- Citizenship: United States
- Education: Université de la Mediterranée
- Occupations: Immunologist, professor

= Christine Beeton =

Immunologist

Christine Beeton is an immunologist and associate professor at the Baylor College of Medicine (Baylor or Baylor College) in Houston, Texas. She works within the Department of Molecular Physiology and Biophysics. Beeton graduated from the Faculté des Sciences de Luminy within the Université de la Mediterranée in Marseille, France and later as a postdoctoral fellow from the University of California. Her professional interests and areas of expertise include autoimmune diseases (multiple sclerosis, rheumatoid arthritis), drug development, ions and ion channels in disease, and targeted therapies.

== Education and early life ==
Beeton graduated with a bachelor's degree from the Université de la Mediterranée in the 1990s before later graduating from the same university with a Master of Science in biochemistry. In 1997, she joined Evelyne Béraud's group and received her PhD in Immunology. After graduating with her doctorate in 2001, Beeton moved to the US where she met and worked with K. George Chandy on her postdoctoral fellowship.

After her fellowship ended in 2006, Beeton was awarded a promotion and assumed her new role as assistant researcher. She later joined the faculty at Baylor College of Medicine in 2008 and has worked there ever since. In 2010, Beeton became the Academic Director of Cytometry and Cell Sorting Core for the Dan L Duncan Cancer Centre. She was promoted to her current position, associate professor, in 2015.

== Work and research ==
Beeton is a pioneer in her field, being the first person able to show the significant benefits of blocking Kv1.1 and Kv1.3 channels with kaliotoxin - a component of scorpion venom - as a preventative measure against multiple sclerosis in animals. Throughout her postdoctoral fellowship she collaborated with other doctors and developed an extremely potent and selective blocker of Kv1.3 channels. Beeton, alongside her fellow doctors, owns the world-wide patent on this blocker which is known as ShK-186, or dalazatide. Clinical trials have been carried out on volunteers and show that the blocker is well tolerated and displays efficacy. More recently Beeton has been focussing on the production and delivery of the blockers and other compounds which are related.
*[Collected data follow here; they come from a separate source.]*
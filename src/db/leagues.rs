use anyhow::Result;
use chrono::NaiveDateTime;
use rusqlite::{params, Connection, OptionalExtension};

use super::models::{League, LeagueKind, LeagueLayout, Round};
use super::Database;

const LEAGUE_COLUMNS: &str = "id, name, season, kind, layout";
const ROUND_COLUMNS: &str = "id, league_id, name, start_date, end_date";

impl Database {
    // ── Leagues ───────────────────────────────────────────────────────────────

    pub fn find_league(&self, id: i64) -> Result<Option<League>> {
        let conn = self.conn();
        find_league(&conn, id)
    }

    pub fn find_regular_league(&self, name: &str, season: Option<&str>) -> Result<Option<League>> {
        let conn = self.conn();
        find_regular_league(&conn, name, season)
    }

    /// Look up a regular league by (name, season), creating it when absent.
    /// The layout is refreshed on every call since the page decides it.
    pub fn get_or_create_regular_league(
        &self,
        name: &str,
        season: Option<&str>,
        layout: LeagueLayout,
    ) -> Result<League> {
        let conn = self.conn();
        if let Some(mut league) = find_regular_league(&conn, name, season)? {
            if league.layout != layout {
                conn.execute(
                    "UPDATE leagues SET layout=?1 WHERE id=?2",
                    params![layout, league.id],
                )?;
                league.layout = layout;
            }
            return Ok(league);
        }
        conn.execute(
            "INSERT INTO leagues (name, season, kind, layout) VALUES (?1, ?2, ?3, ?4)",
            params![name, season, LeagueKind::Regular, layout],
        )?;
        Ok(League {
            id: conn.last_insert_rowid(),
            name: name.to_string(),
            season: season.map(str::to_string),
            kind: LeagueKind::Regular,
            layout,
        })
    }

    /// Group named `name` below `parent_id`, created and linked when absent.
    pub fn get_or_create_group(&self, parent_id: i64, name: &str) -> Result<League> {
        let conn = self.conn();
        let existing = conn
            .query_row(
                "SELECT l.id, l.name, l.season, l.kind, l.layout
                 FROM leagues l JOIN league_groups g ON g.group_id = l.id
                 WHERE g.parent_id=?1 AND l.name=?2 AND l.kind='group'",
                params![parent_id, name],
                map_league,
            )
            .optional()?;
        if let Some(group) = existing {
            return Ok(group);
        }
        let season: Option<String> = conn.query_row(
            "SELECT season FROM leagues WHERE id=?1",
            params![parent_id],
            |r| r.get(0),
        )?;
        conn.execute(
            "INSERT INTO leagues (name, season, kind, layout) VALUES (?1, ?2, ?3, ?4)",
            params![name, season, LeagueKind::Group, LeagueLayout::Single],
        )?;
        let id = conn.last_insert_rowid();
        conn.execute(
            "INSERT OR IGNORE INTO league_groups (parent_id, group_id) VALUES (?1, ?2)",
            params![parent_id, id],
        )?;
        Ok(League {
            id,
            name: name.to_string(),
            season,
            kind: LeagueKind::Group,
            layout: LeagueLayout::Single,
        })
    }

    /// Leagues grouped under `parent_id` (competition groups or composite members)
    pub fn league_groups(&self, parent_id: i64) -> Result<Vec<League>> {
        let conn = self.conn();
        let mut stmt = conn.prepare(
            "SELECT l.id, l.name, l.season, l.kind, l.layout
             FROM leagues l JOIN league_groups g ON g.group_id = l.id
             WHERE g.parent_id=?1 ORDER BY l.id",
        )?;
        let groups = stmt
            .query_map(params![parent_id], map_league)?
            .collect::<rusqlite::Result<Vec<_>>>()?;
        Ok(groups)
    }

    /// Create a composite league over `members` and give every member team a
    /// membership in it. All-or-nothing.
    pub fn create_composite_league(
        &self,
        name: &str,
        season: Option<&str>,
        members: &[i64],
    ) -> Result<League> {
        self.transaction(|tx| {
            tx.execute(
                "INSERT INTO leagues (name, season, kind, layout) VALUES (?1, ?2, ?3, ?4)",
                params![name, season, LeagueKind::Regular, LeagueLayout::Composite],
            )?;
            let id = tx.last_insert_rowid();
            for member in members {
                tx.execute(
                    "INSERT OR IGNORE INTO league_groups (parent_id, group_id) VALUES (?1, ?2)",
                    params![id, member],
                )?;
                tx.execute(
                    "INSERT OR IGNORE INTO team_leagues (team_id, league_id)
                     SELECT team_id, ?1 FROM team_leagues WHERE league_id=?2",
                    params![id, member],
                )?;
            }
            Ok(League {
                id,
                name: name.to_string(),
                season: season.map(str::to_string),
                kind: LeagueKind::Regular,
                layout: LeagueLayout::Composite,
            })
        })
    }

    // ── Rounds ────────────────────────────────────────────────────────────────

    pub fn get_or_create_round(&self, league_id: i64, name: &str) -> Result<Round> {
        let conn = self.conn();
        conn.execute(
            "INSERT OR IGNORE INTO rounds (league_id, name) VALUES (?1, ?2)",
            params![league_id, name],
        )?;
        let round = conn.query_row(
            &format!(
                "SELECT {} FROM rounds WHERE league_id=?1 AND name=?2",
                ROUND_COLUMNS
            ),
            params![league_id, name],
            map_round,
        )?;
        Ok(round)
    }

    /// Widen a round's window to include `date`. A missing date leaves it as is.
    pub fn extend_round_bounds(&self, round_id: i64, date: Option<NaiveDateTime>) -> Result<()> {
        let Some(date) = date else {
            return Ok(());
        };
        let conn = self.conn();
        conn.execute(
            "UPDATE rounds SET
                start_date = CASE WHEN start_date IS NULL OR ?1 < start_date THEN ?1 ELSE start_date END,
                end_date   = CASE WHEN end_date   IS NULL OR ?1 > end_date   THEN ?1 ELSE end_date   END
             WHERE id=?2",
            params![date, round_id],
        )?;
        Ok(())
    }

    /// Attach a match to a round. Returns false when the match already sits in
    /// a round of the same scope (membership is append-only).
    pub fn add_match_to_round(&self, round: &Round, match_id: i64) -> Result<bool> {
        let conn = self.conn();
        let inserted = conn.execute(
            "INSERT OR IGNORE INTO round_matches (round_id, match_id, scope_league_id)
             VALUES (?1, ?2, ?3)",
            params![round.id, match_id, round.league_id],
        )?;
        Ok(inserted > 0)
    }

    pub fn rounds_for_league(&self, league_id: i64) -> Result<Vec<Round>> {
        let conn = self.conn();
        let mut stmt = conn.prepare(&format!(
            "SELECT {} FROM rounds WHERE league_id=?1 ORDER BY id",
            ROUND_COLUMNS
        ))?;
        let rounds = stmt
            .query_map(params![league_id], map_round)?
            .collect::<rusqlite::Result<Vec<_>>>()?;
        Ok(rounds)
    }

    pub fn round_match_ids(&self, round_id: i64) -> Result<Vec<i64>> {
        let conn = self.conn();
        let mut stmt = conn.prepare(
            "SELECT rm.match_id FROM round_matches rm JOIN matches m ON m.id = rm.match_id
             WHERE rm.round_id=?1 ORDER BY m.date_time, m.id",
        )?;
        let ids = stmt
            .query_map(params![round_id], |r| r.get(0))?
            .collect::<rusqlite::Result<Vec<i64>>>()?;
        Ok(ids)
    }

    /// Matches that belong to any round scoped to one of `league_ids`,
    /// chronologically with undated matches last.
    pub fn scoped_match_dates(
        &self,
        league_ids: &[i64],
    ) -> Result<Vec<(i64, Option<NaiveDateTime>)>> {
        let conn = self.conn();
        let mut out = Vec::new();
        let mut seen = std::collections::HashSet::new();
        let mut stmt = conn.prepare(
            "SELECT m.id, m.date_time FROM matches m
             JOIN round_matches rm ON rm.match_id = m.id
             WHERE rm.scope_league_id=?1",
        )?;
        for league_id in league_ids {
            let rows = stmt
                .query_map(params![league_id], |r| Ok((r.get(0)?, r.get(1)?)))?
                .collect::<rusqlite::Result<Vec<(i64, Option<NaiveDateTime>)>>>()?;
            for row in rows {
                if seen.insert(row.0) {
                    out.push(row);
                }
            }
        }
        out.sort_by(|a, b| match (a.1, b.1) {
            (Some(x), Some(y)) => x.cmp(&y).then(a.0.cmp(&b.0)),
            (Some(_), None) => std::cmp::Ordering::Less,
            (None, Some(_)) => std::cmp::Ordering::Greater,
            (None, None) => a.0.cmp(&b.0),
        });
        Ok(out)
    }
}

fn find_league(conn: &Connection, id: i64) -> Result<Option<League>> {
    let league = conn
        .query_row(
            &format!("SELECT {} FROM leagues WHERE id=?1", LEAGUE_COLUMNS),
            params![id],
            map_league,
        )
        .optional()?;
    Ok(league)
}

fn find_regular_league(
    conn: &Connection,
    name: &str,
    season: Option<&str>,
) -> Result<Option<League>> {
    let league = conn
        .query_row(
            &format!(
                "SELECT {} FROM leagues WHERE kind='regular' AND name=?1 AND season IS ?2",
                LEAGUE_COLUMNS
            ),
            params![name, season],
            map_league,
        )
        .optional()?;
    Ok(league)
}

fn map_league(row: &rusqlite::Row) -> rusqlite::Result<League> {
    Ok(League {
        id: row.get(0)?,
        name: row.get(1)?,
        season: row.get(2)?,
        kind: row.get(3)?,
        layout: row.get(4)?,
    })
}

fn map_round(row: &rusqlite::Row) -> rusqlite::Result<Round> {
    Ok(Round {
        id: row.get(0)?,
        league_id: row.get(1)?,
        name: row.get(2)?,
        start_date: row.get(3)?,
        end_date: row.get(4)?,
    })
}

#[cfg(test)]
mod tests {
    use super::*;
    use chrono::NaiveDate;

    fn at(day: u32) -> NaiveDateTime {
        NaiveDate::from_ymd_opt(2019, 8, day)
            .unwrap()
            .and_hms_opt(15, 0, 0)
            .unwrap()
    }

    #[test]
    fn test_regular_league_is_reused_per_season() {
        let db = Database::open_in_memory().unwrap();
        let a = db
            .get_or_create_regular_league("Premier League", Some("2019"), LeagueLayout::Single)
            .unwrap();
        let b = db
            .get_or_create_regular_league("Premier League", Some("2019"), LeagueLayout::Single)
            .unwrap();
        let c = db
            .get_or_create_regular_league("Premier League", Some("2020"), LeagueLayout::Single)
            .unwrap();
        assert_eq!(a.id, b.id);
        assert_ne!(a.id, c.id);
    }

    #[test]
    fn test_group_belongs_to_parent() {
        let db = Database::open_in_memory().unwrap();
        let cup = db
            .get_or_create_regular_league("Champions League", Some("2019"), LeagueLayout::Grouped)
            .unwrap();
        let g1 = db.get_or_create_group(cup.id, "Group A").unwrap();
        let g2 = db.get_or_create_group(cup.id, "Group A").unwrap();
        assert_eq!(g1.id, g2.id);
        assert_eq!(g1.kind, LeagueKind::Group);
        assert_eq!(g1.season.as_deref(), Some("2019"));
        assert_eq!(db.league_groups(cup.id).unwrap().len(), 1);
    }

    #[test]
    fn test_round_bounds_extend_incrementally() {
        let db = Database::open_in_memory().unwrap();
        let league = db
            .get_or_create_regular_league("Premier League", Some("2019"), LeagueLayout::Single)
            .unwrap();
        let round = db.get_or_create_round(league.id, "1.Matchday").unwrap();
        db.extend_round_bounds(round.id, Some(at(10))).unwrap();
        db.extend_round_bounds(round.id, Some(at(9))).unwrap();
        db.extend_round_bounds(round.id, None).unwrap();
        db.extend_round_bounds(round.id, Some(at(11))).unwrap();
        let round = db.get_or_create_round(league.id, "1.Matchday").unwrap();
        assert_eq!(round.start_date, Some(at(9)));
        assert_eq!(round.end_date, Some(at(11)));
    }
}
Beeton's laboratory mainly looks at targeting potassium channels for the treatment of chronic diseases, such as rheumatoid arthritis and multiple sclerosis. Recently, the lab identified KCa1.1 as the major potassium channel at the sugar of synoviocytes in patients with rheumatoid arthritis and is now working to understand the mechanisms of KCa1.1 expression and function in synoviocytes. As well as this, Beeton and her colleagues are looking at developing selective KCa1.1 blockers as potential therapeutics for chronic diseases.

Beeton has also started collaborating Dr. Tour at Rice University to understand the mechanisms of action of carbon-based antioxidant nanoparticles in T lymphocytes and their potential as novel immunomodulators for T lymphocyte-mediated autoimmune diseases.

== Honours and awards ==
=== Clark Faculty service award ===
Beeton achieved the Clark Faculty Service Award in 2018. This award is to honour members of the Baylor College of Medicine faculty who have demonstrated that they are exceptional, altruistic, and community-driven. To receive the Clark Award a person must have been a staff member at Baylor for at least 5 years previous and nominees must not have already achieved a different major institutional award.

=== Laverna Titus Award ===
In 2005, Beeton received the Laverna Titus Award from the American Heart Association for her research.